Generally, significant positive relationships between larval instantaneous growth rates and Eurytemora abundance were observed (Fig. 3a–c). Individual larval growth rates showed a high variability at given Eurytemora abundances (Fig. 3a, p < 0.01, N = 1177), mirrored in a relatively low explained variability of 25 %. Explained variability of larval growth rates increased to 31 % using weekly means of larval growth rates (Fig. 3b, p < 0.01, N = 43), while 90 % of larval growth variability was explained using seasonal means (Fig. 3c, p < 0.05, N = 5).

Fig. 3
figure 3

Relationships between seasonal mean larval herring growth rates (including large and small larvae) versus the dominant copepod species in the Kiel Canal, Eurytemora affinis. a Individual larval instantaneous growth rates [Gi (d−1); N = 1177)] versus the abundance of Eurytemora affinis; data from the years 2007–2012. b Weekly mean larval growth rates versus the Eurytemora abundance observed at the given sampling date (N = 44); data from the years 2007–2012. c Seasonal mean larval growth data versus seasonal mean Eurytemora abundance (N = 5). Error bars indicate standard deviations. Here, the season 2009 is not included, as this season was not fully covered by the sampling

Over the years, a recurring seasonal pattern was observed in the Kiel Canal: during the early season, Eurytemora abundances increased or were on a high level and larval growth rates increased simultaneously (Fig. 4). Larvae larger than 14 mm grew significantly faster than smaller larvae in 2/3 of the cases (Mann–Whitney-U-test, p < 0.05, N = 13), but in 1/3 of the cases (N = 6) growth rates of small and large larvae were not significantly different (Fig. 4). 83.3 % (N = 5) of the insignificant cases were observed at food limited situations. Temporal trends did not differ between large and small larvae.

Fig. 4
figure 4

Seasonal course of larval growth rates and prey availability from 2007 to 2012. Growth rates of herring larvae smaller and larger than 14 mm were differentiated. Circles indicate the median of larval growth rates, error bars show 95 % confidence intervals. Stars denote significant differences of growth rates of small and large larvae. Note the different scales of Eurytemora abundances

In the late season at temperatures above 15 °C Eurytemora abundances decreased and remained at very low levels (Fig. 5), and larval growth rates decreased significantly (ANOVA, p < 0.05). Up to 15 °C larval growth rates in the Kiel Canal were similar to the mean larval growth rates observed in the Greifswalder Bodden in the seasons 2010–2012 (Fig. 6).
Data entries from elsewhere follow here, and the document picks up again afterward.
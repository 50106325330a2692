//! The contract between a statement adapter (parser, REPL, or any other
//! frontend) and the engine: `Action` is what it sends, `ActionResult`
//! is what it gets back.

use indexmap::IndexMap;

use crate::condition::Case;
use crate::field::{FieldConstraints, FieldType, FieldValue};
use crate::table::Row;

#[derive(Debug, Clone)]
pub struct ColumnDef {
    pub name: String,
    pub ty: FieldType,
    pub constraints: FieldConstraints,
    pub default: FieldValue,
}

#[derive(Debug, Clone)]
pub enum Action {
    CreateDatabase { name: String },
    DropDatabase { name: String },
    Use { name: String },
    ShowDatabases,
    ShowTables,

    CreateTable { name: String, columns: Vec<ColumnDef> },
    DropTable { name: String },

    CreateIndex { name: String, table: String, field: String },
    DropIndex { name: String, table: String },

    /// `columns` is `None` when the statement omitted an explicit column
    /// list; the engine then maps `values` onto the schema positionally.
    Insert { table: String, columns: Option<Vec<String>>, values: Vec<FieldValue> },
    Update { table: String, values: Row, conditions: IndexMap<String, Case> },
    Delete { table: String, conditions: IndexMap<String, Case> },
    Search { table: String, fields: Vec<String>, conditions: IndexMap<String, Case>, desc: bool },

    CreateProcedure { name: String, params: Vec<String>, statements: Vec<String> },
    DropProcedure { name: String },
    CallProcedure { name: String, args: Vec<String> },

    Begin,
    Commit,
    Rollback,
    Exit,
}

#[derive(Debug, Clone)]
pub enum ActionResult {
    Unit,
    Message(String),
    RowsAffected(usize),
    Rows(Vec<Row>),
    Names(Vec<String>),
}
Thereafter, the upper 95 % confidence interval of the Kiel Canal-larval growth data was constantly below the lower 95 % confidence interval of the Greifswalder Bodden-larval growth data.

Fig. 5
figure 5

Relationship between Eurytemora abundance and temperature (N = 43). Different symbols indicate different years

Fig. 6
figure 6

Definition of food-limitation in the present study. Instantaneous larval growth rates (Gi) versus temperature in the Kiel Canal. Means of sampling dates are displayed (N = 43). The grey trend line allocates to Kiel Canal data and dotted lines indicate 95 % interval. The black regression line allocates to Greifswalder Bodden larval growth data in the seasons 2010–2012 (N = 23), the dashed lines, are indicating 95 % confidence intervals (CI). Larval growth rates were defined to be food-limited, when the upper 95 % CI from Kiel Canal was constantly below the lower 95 % confidence interval of larval growth rates from the Greifswalder Bodden, as their growth performance was lower than possible

82 % of larval Gi variability (all size groups) was explained by the standardized RNA:DNA ratio (sRD), indicating major effects of larval nutritional condition on larval Gi (Fig. 7, p < 0.001, N = 1177). Further statistical analyses on the effects of prey availability and temperature on sRD variability could only be performed on larvae <14 mm due to an autocorrelation between prey and temperature for the period when large larvae occurred in the Kiel Canal. Results from a generalized additive model (GAM) analysis showed that sRD for larvae <14 mm was explained to 44.4 % by Eurytemora abundance and temperature. However, when using Eurytemora exclusively as an independent variable, explained variability of sRD was 40.9 % (Fig. 8a), while temperature alone explained 24.1 % of sRD variability (Fig. 8b).

Fig. 7
figure 7

Regression analysis of larval instantaneous growth rate Gi (d−1) versus standardized RNA:DNA ratio (sRD; N = 1177)

Fig. 8
figure 8

General additive model (GAM) analyses of larvae <14 mm (N = 820) of a standardized RNA:DNA ratio (sRD) versus Eurytemora abundance (explained variability: 40.9 %) and b sRD versus temperature (explained variability: 24.1 %). GAMs could only be performed for larvae <14 mm, as an autocorrelation between prey and temperature existed for the period when large larvae occurred in the Kiel Canal

Abiotic conditions (salinity and temperature) showed considerable differences between the years, especially in terms of salinity, which ranged between 5.5 and 11.5 (Fig. 9b). While salinity was extraordinary high in 2011, it was lowest in 2007. In contrast to the relatively high salinity variability, temperature development was linearly throughout the years, ranging from to 7.5 to 19.4 °C (Fig. 9a). In 2010, temperatures were lower on average compared to the other seasons. Neither Eurytemora abundance, nor larval Gi correlated significantly with temperature or salinity.

Fig. 9
figure 9

Seasonal course of a temperature, and b salinity during the years of investigation in the Kiel Canal. Different symbols indicate different years


Based on contradicting results of studies dealing with prey availability and larval fish growth, it was recently hypothesized that fluctuating prey availability affects survival rates not primarily via larval growth rates, but rather indirectly by changes in larval behavior and therefore increasing predation rates [43]. Nevertheless, evidence shows that stage duration and therefore growth rates are of importance for recruitment ([39], and references therein). We demonstrate that larval growth rates can be recurrently food-limited in coastal habitats, which is, to the best of our knowledge, reported for the first time. Variability of mean larval herring growth rates was best explained when the analysis was restricted to the dominant copepod, Eurytemora affinis.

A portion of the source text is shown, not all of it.